Globalisation—the worldwide integration of the economy and transnational production processes—has deprived the trade unions of the national ground upon which they were able to agree to limited social reforms in the past. Now, in the battle for raw materials, sales markets and cheap labour, they are backing the German corporations and government without reservation, dividing workers and supporting rearmament and war.
The right-wing development of the trade unions knows no bounds. Their support for the horrendous war credits and their co-operation with the presumed future chancellor Friedrich Merz (CDU) means that they too—as Merz and the CDU/CSU already made clear during the election campaign—are prepared to co-operate with the right-wing extremists in order to push through the policy of rearmament to fight war abroad, and stepping up the powers of the state to repress all opposition at home.

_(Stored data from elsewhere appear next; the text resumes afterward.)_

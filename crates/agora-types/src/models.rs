use std::collections::{BTreeMap, BTreeSet};

use chrono::{DateTime, Utc};
use serde::{Deserialize, Serialize};
use uuid::Uuid;

// -- Identity --

#[derive(Debug, Clone, Copy, Default, PartialEq, Eq, Serialize, Deserialize)]
#[serde(rename_all = "lowercase")]
pub enum Role {
    #[default]
    Member,
    Admin,
}

impl Role {
    pub fn as_str(&self) -> &'static str {
        match self {
            Self::Member => "member",
            Self::Admin => "admin",
        }
    }

    /// Unknown role strings never grant elevated rights.
    pub fn parse(s: &str) -> Self {
        if s.eq_ignore_ascii_case("admin") {
            Self::Admin
        } else {
            Self::Member
        }
    }
}

/// The identity and role of whoever invokes a store operation.
/// Passed explicitly into every write path instead of read from ambient state.
#[derive(Debug, Clone, PartialEq, Eq)]
pub struct Caller {
    pub id: Uuid,
    pub name: String,
    pub role: Role,
    pub image: Option<String>,
}

impl Caller {
    pub fn member(id: Uuid, name: impl Into<String>) -> Self {
        Self {
            id,
            name: name.into(),
            role: Role::Member,
            image: None,
        }
    }

    pub fn admin(id: Uuid, name: impl Into<String>) -> Self {
        Self {
            id,
            name: name.into(),
            role: Role::Admin,
            image: None,
        }
    }

    pub fn is_admin(&self) -> bool {
        self.role == Role::Admin
    }
}

#[derive(Debug, Clone, PartialEq, Eq, Serialize, Deserialize)]
pub struct AuthorSummary {
    pub id: Uuid,
    pub name: String,
    pub image: Option<String>,
}

// -- Streams --

/// A message-owning container: either a flat channel or a forum thread.
#[derive(Debug, Clone, Copy, PartialEq, Eq, Hash, Serialize, Deserialize)]
#[serde(tag = "kind", content = "id", rename_all = "lowercase")]
pub enum StreamId {
    Channel(Uuid),
    Thread(Uuid),
}

impl StreamId {
    pub fn id(&self) -> Uuid {
        match self {
            Self::Channel(id) | Self::Thread(id) => *id,
        }
    }

    pub fn kind(&self) -> &'static str {
        match self {
            Self::Channel(_) => "channel",
            Self::Thread(_) => "thread",
        }
    }
}

impl std::fmt::Display for StreamId {
    fn fmt(&self, f: &mut std::fmt::Formatter<'_>) -> std::fmt::Result {
        write!(f, "{}:{}", self.kind(), self.id())
    }
}

#[derive(Debug, Clone, PartialEq, Eq, Serialize, Deserialize)]
#[serde(rename_all = "camelCase")]
pub struct Channel {
    pub id: Uuid,
    pub name: String,
    pub description: Option<String>,
    pub parent_id: Option<Uuid>,
    #[serde(default)]
    pub message_count: u64,
}

/// A forum grouping threads. Ids are slugs such as `bug-reports`.
#[derive(Debug, Clone, PartialEq, Eq, Serialize, Deserialize)]
#[serde(rename_all = "camelCase")]
pub struct Category {
    pub id: String,
    pub name: String,
    pub description: Option<String>,
    pub icon: Option<String>,
    #[serde(rename = "type")]
    pub kind: Option<String>,
    pub is_admin_only: bool,
}

#[derive(Debug, Clone, PartialEq, Serialize, Deserialize)]
#[serde(rename_all = "camelCase")]
pub struct Thread {
    pub id: Uuid,
    pub name: String,
    pub forum_id: String,
    pub author: AuthorSummary,
    pub is_private: bool,
    pub created_at: DateTime<Utc>,
    pub messages: Vec<Message>,
}

// -- Messages --

#[derive(Debug, Clone, Copy, PartialEq, Eq, Serialize, Deserialize)]
#[serde(rename_all = "lowercase")]
pub enum FileKind {
    Image,
    Video,
    Document,
}

impl FileKind {
    pub fn as_str(&self) -> &'static str {
        match self {
            Self::Image => "image",
            Self::Video => "video",
            Self::Document => "document",
        }
    }

    pub fn parse(s: &str) -> Option<Self> {
        match s {
            "image" => Some(Self::Image),
            "video" => Some(Self::Video),
            "document" => Some(Self::Document),
            _ => None,
        }
    }

    /// Maps an upload's MIME type to the kind of attachment it becomes.
    pub fn from_mime(mime: &str) -> Option<Self> {
        match mime {
            "image/jpeg" | "image/png" | "image/gif" => Some(Self::Image),
            "video/mp4" | "video/webm" => Some(Self::Video),
            "application/pdf"
            | "application/msword"
            | "application/vnd.openxmlformats-officedocument.wordprocessingml.document" => {
                Some(Self::Document)
            }
            _ => None,
        }
    }
}

#[derive(Debug, Clone, PartialEq, Serialize, Deserialize)]
#[serde(rename_all = "camelCase")]
pub struct Message {
    pub id: Uuid,
    pub channel_id: Option<Uuid>,
    pub thread_id: Option<Uuid>,
    pub author: AuthorSummary,
    pub content: String,
    pub file_url: Option<String>,
    pub file_type: Option<FileKind>,
    pub created_at: DateTime<Utc>,
    #[serde(default)]
    pub reactions: ReactionMap,
}

impl Message {
    pub fn stream(&self) -> Option<StreamId> {
        match (self.channel_id, self.thread_id) {
            (Some(id), None) => Some(StreamId::Channel(id)),
            (None, Some(id)) => Some(StreamId::Thread(id)),
            _ => None,
        }
    }

    /// Chronological ordering key; id breaks ties between equal timestamps.
    pub fn sort_key(&self) -> (DateTime<Utc>, Uuid) {
        (self.created_at, self.id)
    }
}

// -- Reactions --

#[derive(Debug, Clone, Default, PartialEq, Eq, Serialize, Deserialize)]
pub struct ReactionBucket {
    pub count: usize,
    pub users: BTreeSet<Uuid>,
}

/// Emoji -> holders. Buckets with no users are never present.
pub type ReactionMap = BTreeMap<String, ReactionBucket>;

/// Folds raw (emoji, user) ledger rows into per-emoji buckets.
pub fn aggregate_reactions<'a, I>(rows: I) -> ReactionMap
where
    I: IntoIterator<Item = (&'a str, Uuid)>,
{
    let mut map = ReactionMap::new();
    for (emoji, user_id) in rows {
        let bucket = map.entry(emoji.to_string()).or_default();
        if bucket.users.insert(user_id) {
            bucket.count += 1;
        }
    }
    map
}

#[cfg(test)]
mod tests {
    use super::*;

    #[test]
    fn aggregation_counts_distinct_users() {
        let a = Uuid::new_v4();
        let b = Uuid::new_v4();
        let map = aggregate_reactions([("👍", a), ("👍", b), ("🎉", a), ("👍", a)]);

        assert_eq!(map.len(), 2);
        assert_eq!(map["👍"].count, 2);
        assert_eq!(map["🎉"].count, 1);
        assert!(map["🎉"].users.contains(&a));
    }

    #[test]
    fn stream_requires_exactly_one_owner() {
        let msg = Message {
            id: Uuid::new_v4(),
            channel_id: None,
            thread_id: None,
            author: AuthorSummary {
                id: Uuid::new_v4(),
                name: "a".into(),
                image: None,
            },
            content: "hi".into(),
            file_url: None,
            file_type: None,
            created_at: Utc::now(),
            reactions: ReactionMap::new(),
        };
        assert_eq!(msg.stream(), None);
    }

    #[test]
    fn mime_mapping_rejects_unknown_types() {
        assert_eq!(FileKind::from_mime("image/png"), Some(FileKind::Image));
        assert_eq!(FileKind::from_mime("application/pdf"), Some(FileKind::Document));
        assert_eq!(FileKind::from_mime("application/x-sh"), None);
    }

    #[test]
    fn unknown_role_is_member() {
        assert_eq!(Role::parse("ADMIN"), Role::Admin);
        assert_eq!(Role::parse("moderator"), Role::Member);
    }
}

This is why the establishment of independent rank-and-file action committees is now of great importance and urgency. The common front of government, corporations and trade unions must be countered by the international unification of the working class. Those who create all the wealth in society and bear the entire burden of war and crisis must intervene independently in political events and oppose the big banks and corporations as well as their henchmen in the government.
The declaration of the IG Metall executive board in support of the war credits makes it clear that the struggle against rearmament and war cannot be waged with, but only against, the trade union apparatuses and their control in the workplaces.

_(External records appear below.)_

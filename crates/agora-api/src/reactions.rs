use axum::{
    Extension, Json,
    extract::{
        Query, State,
        rejection::{JsonRejection, QueryRejection},
    },
};
use serde::Deserialize;

use agora_types::api::{Claims, ToggleReactionRequest, ToggleReactionResponse};
use agora_types::events::GatewayEvent;
use agora_types::models::{Caller, ReactionMap};

use crate::error::ApiError;
use crate::messages::parse_id;
use crate::state::{AppState, with_db};

#[derive(Debug, Deserialize)]
#[serde(rename_all = "camelCase")]
pub struct ReactionQuery {
    #[serde(default)]
    pub message_id: Option<String>,
}

/// POST /reactions: add the caller's reaction, or remove it if already present.
pub async fn toggle_reaction(
    State(state): State<AppState>,
    Extension(claims): Extension<Claims>,
    body: Result<Json<ToggleReactionRequest>, JsonRejection>,
) -> Result<Json<ToggleReactionResponse>, ApiError> {
    let Json(req) = body?;
    let caller: Caller = claims.into();
    let user_id = caller.id;
    let message_id = req.message_id;
    let emoji = req.emoji;

    let outcome = {
        let emoji = emoji.clone();
        with_db(&state, move |db| db.toggle_reaction(&caller, message_id, &emoji)).await?
    };

    state.dispatcher.broadcast(GatewayEvent::ReactionToggle {
        stream: outcome.stream,
        message_id,
        user_id,
        emoji: emoji.trim().to_string(),
        action: outcome.action,
    });

    Ok(Json(ToggleReactionResponse {
        action: outcome.action,
        reactions: outcome.reactions,
    }))
}

/// GET /reactions?messageId=...: aggregated reactions for one message.
pub async fn list_reactions(
    State(state): State<AppState>,
    query: Result<Query<ReactionQuery>, QueryRejection>,
) -> Result<Json<ReactionMap>, ApiError> {
    let Query(query) = query?;
    let raw = query
        .message_id
        .filter(|id| !id.trim().is_empty())
        .ok_or_else(|| ApiError::bad_request("Message ID is required"))?;
    let message_id = parse_id(raw.trim(), "Message")?;

    let reactions = with_db(&state, move |db| db.list_reactions(message_id)).await?;
    Ok(Json(reactions))
}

The attacks from above must be countered by the struggle of the working class from below. By building independent action committees, it is possible to unite workers across all borders and fight for a perspective that places the rights and interests of the working class above the profit interests of investors, speculators and the super-rich.
Last year, the International Workers Alliance of Rank-and-File Committees (IWA-RFC) called for the struggle against job cuts to be coordinated worldwide and directly linked to the fight against war and rearmament, “because the race for raw materials, markets and supply chains is driving US and European imperialism to war.”
The WSWS is calling on all readers to take part in setting up independent action committees in the face of the intense arms build-up. Now is the time to take action to prevent a catastrophe.